Collected data entries
=====

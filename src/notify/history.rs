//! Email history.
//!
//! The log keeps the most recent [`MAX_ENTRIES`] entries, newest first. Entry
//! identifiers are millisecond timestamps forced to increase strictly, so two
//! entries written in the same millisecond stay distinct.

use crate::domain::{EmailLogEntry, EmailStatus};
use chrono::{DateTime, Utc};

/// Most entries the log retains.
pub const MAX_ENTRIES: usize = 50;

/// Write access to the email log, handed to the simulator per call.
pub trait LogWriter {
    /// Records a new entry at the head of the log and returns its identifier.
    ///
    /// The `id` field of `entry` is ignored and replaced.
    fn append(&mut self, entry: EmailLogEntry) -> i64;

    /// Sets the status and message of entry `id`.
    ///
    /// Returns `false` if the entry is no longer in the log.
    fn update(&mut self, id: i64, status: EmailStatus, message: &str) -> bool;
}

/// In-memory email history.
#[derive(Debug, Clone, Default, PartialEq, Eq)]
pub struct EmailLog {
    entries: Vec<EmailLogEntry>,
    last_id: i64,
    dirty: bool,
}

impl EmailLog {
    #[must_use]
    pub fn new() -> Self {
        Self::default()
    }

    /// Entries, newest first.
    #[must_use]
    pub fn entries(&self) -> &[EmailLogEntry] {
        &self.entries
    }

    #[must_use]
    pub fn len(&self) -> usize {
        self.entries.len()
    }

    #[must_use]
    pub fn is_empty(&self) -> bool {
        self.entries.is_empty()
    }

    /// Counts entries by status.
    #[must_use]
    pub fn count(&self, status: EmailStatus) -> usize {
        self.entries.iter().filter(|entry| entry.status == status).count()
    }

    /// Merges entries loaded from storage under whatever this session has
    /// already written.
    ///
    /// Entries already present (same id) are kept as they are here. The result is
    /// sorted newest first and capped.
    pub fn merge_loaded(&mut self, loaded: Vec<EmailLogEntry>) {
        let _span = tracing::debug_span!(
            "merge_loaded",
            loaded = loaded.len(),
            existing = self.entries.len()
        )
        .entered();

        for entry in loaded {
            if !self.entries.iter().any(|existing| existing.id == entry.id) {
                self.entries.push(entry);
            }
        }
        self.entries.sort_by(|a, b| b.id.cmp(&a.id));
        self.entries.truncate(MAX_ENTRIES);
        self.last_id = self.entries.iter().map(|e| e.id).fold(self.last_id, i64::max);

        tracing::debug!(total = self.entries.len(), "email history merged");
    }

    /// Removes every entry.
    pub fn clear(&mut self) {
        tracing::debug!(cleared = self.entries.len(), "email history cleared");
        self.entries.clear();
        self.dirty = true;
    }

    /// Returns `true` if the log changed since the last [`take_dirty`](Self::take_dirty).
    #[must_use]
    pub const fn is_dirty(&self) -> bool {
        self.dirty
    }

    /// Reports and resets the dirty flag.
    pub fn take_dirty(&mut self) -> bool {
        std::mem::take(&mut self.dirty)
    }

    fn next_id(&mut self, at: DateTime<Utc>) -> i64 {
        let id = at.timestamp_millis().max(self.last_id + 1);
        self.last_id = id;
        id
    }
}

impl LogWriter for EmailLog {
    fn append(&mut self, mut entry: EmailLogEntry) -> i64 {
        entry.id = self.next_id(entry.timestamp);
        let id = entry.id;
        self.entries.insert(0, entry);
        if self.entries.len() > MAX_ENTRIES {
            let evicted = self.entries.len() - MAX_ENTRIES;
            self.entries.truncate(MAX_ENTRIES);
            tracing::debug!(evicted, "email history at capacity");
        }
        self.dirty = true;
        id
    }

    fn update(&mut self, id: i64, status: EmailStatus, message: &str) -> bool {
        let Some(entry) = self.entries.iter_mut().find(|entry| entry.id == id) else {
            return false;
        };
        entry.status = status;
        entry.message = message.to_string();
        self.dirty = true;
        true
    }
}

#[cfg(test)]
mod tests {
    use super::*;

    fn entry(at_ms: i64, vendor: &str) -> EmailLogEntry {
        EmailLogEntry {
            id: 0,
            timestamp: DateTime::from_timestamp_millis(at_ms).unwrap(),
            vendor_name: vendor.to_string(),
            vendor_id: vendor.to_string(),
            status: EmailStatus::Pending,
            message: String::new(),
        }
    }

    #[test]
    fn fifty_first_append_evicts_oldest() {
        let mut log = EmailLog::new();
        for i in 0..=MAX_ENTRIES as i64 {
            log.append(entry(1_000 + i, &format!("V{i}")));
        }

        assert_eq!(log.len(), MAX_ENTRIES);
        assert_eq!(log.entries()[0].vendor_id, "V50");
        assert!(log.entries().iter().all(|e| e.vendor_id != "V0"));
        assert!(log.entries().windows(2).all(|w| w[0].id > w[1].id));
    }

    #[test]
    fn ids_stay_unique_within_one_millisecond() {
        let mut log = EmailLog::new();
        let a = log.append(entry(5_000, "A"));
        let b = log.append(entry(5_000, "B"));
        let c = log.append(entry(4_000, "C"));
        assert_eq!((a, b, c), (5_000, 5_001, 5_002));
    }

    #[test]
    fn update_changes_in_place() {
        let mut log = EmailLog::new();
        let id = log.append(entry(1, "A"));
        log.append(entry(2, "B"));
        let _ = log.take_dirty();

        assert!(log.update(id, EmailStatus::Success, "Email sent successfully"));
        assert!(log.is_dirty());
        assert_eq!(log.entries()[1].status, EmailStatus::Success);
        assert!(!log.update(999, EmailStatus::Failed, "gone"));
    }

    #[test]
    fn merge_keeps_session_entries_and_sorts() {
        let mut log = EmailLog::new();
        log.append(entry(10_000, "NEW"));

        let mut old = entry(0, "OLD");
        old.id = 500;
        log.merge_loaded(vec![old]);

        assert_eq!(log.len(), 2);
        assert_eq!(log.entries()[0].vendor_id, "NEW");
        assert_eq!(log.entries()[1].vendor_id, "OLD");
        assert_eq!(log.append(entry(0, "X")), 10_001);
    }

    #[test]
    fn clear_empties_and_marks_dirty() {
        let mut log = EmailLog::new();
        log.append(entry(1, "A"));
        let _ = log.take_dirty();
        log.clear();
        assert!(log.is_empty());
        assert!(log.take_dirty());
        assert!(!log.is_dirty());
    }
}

=====

- _Description of the task_: In the entries above, count each line that includes "truncate" and report the total with no other text.

- _Reply to the task_: 2